▶ **TASK REQUIREMENTS**:
Work through the data line by line, gathering every line that has the word "FromRequestParts".
Segment Start: INPUT FOR THIS TASK
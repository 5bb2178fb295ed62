use axum::{
    extract::{FromRequestParts, FromRef},
    http::{header, request::Parts},
};
use crate::state::AppState;
use crate::domain::models::user::User;
use crate::error::{AppError, ErrorKind};
use std::sync::Arc;
use tracing::{warn, Span};

/// The authenticated principal, taken from `Authorization: Bearer <access token>`.
pub struct AuthUser(pub User);

impl<S> FromRequestParts<S> for AuthUser
where
    S: Send + Sync,
    Arc<AppState>: FromRef<S>,
{
    type Rejection = AppError;

    async fn from_request_parts(parts: &mut Parts, state: &S) -> Result<Self, Self::Rejection> {
        let value = parts.headers.get(header::AUTHORIZATION)
            .ok_or_else(|| AppError::NotAuthorized("missing authorization header".into()))?
            .to_str()
            .map_err(|_| AppError::BadRequest("malformed authorization header".into()))?;

        let access_token = bearer_token(value)?;

        let app_state = <Arc<AppState> as FromRef<S>>::from_ref(state);
        let claimed = app_state.token_service.extract_user(access_token)?;

        // Clearance comes from the stored user, not from the token
        let user = match app_state.user_service.fetch_by_id(claimed.id).await {
            Ok(user) => user,
            Err(e) if e.kind() == ErrorKind::RecordNotFound => {
                warn!("Access token presented for removed user {}", claimed.id);
                return Err(AppError::NotAuthorized("user no longer exists".into()));
            }
            Err(e) => return Err(e),
        };

        Span::current().record("user_id", user.id);

        Ok(AuthUser(user))
    }
}

fn bearer_token(value: &str) -> Result<&str, AppError> {
    let parts: Vec<&str> = value.split_whitespace().collect();
    match parts.as_slice() {
        [scheme, token] if scheme.eq_ignore_ascii_case("bearer") => Ok(token),
        [_, _] => Err(AppError::BadRequest("unsupported authorization scheme".into())),
        _ => Err(AppError::BadRequest("incorrect number of token arguments".into())),
    }
}

#[cfg(test)]
mod tests {
    use super::*;

    #[test]
    fn extracts_bearer_token() {
        assert_eq!(bearer_token("Bearer abc.def.ghi").unwrap(), "abc.def.ghi");
        assert_eq!(bearer_token("bearer   abc").unwrap(), "abc");
    }

    #[test]
    fn rejects_malformed_headers() {
        assert_eq!(bearer_token("Bearer").unwrap_err().kind(), ErrorKind::BadRequest);
        assert_eq!(bearer_token("Bearer a b").unwrap_err().kind(), ErrorKind::BadRequest);
        assert_eq!(bearer_token("Basic abc").unwrap_err().kind(), ErrorKind::BadRequest);
    }
}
Segment End: INPUT FOR THIS TASK
▶ **RESPONSE TO THIS TASK**:
    extract::{FromRequestParts, FromRef},
impl<S> FromRequestParts<S> for AuthUser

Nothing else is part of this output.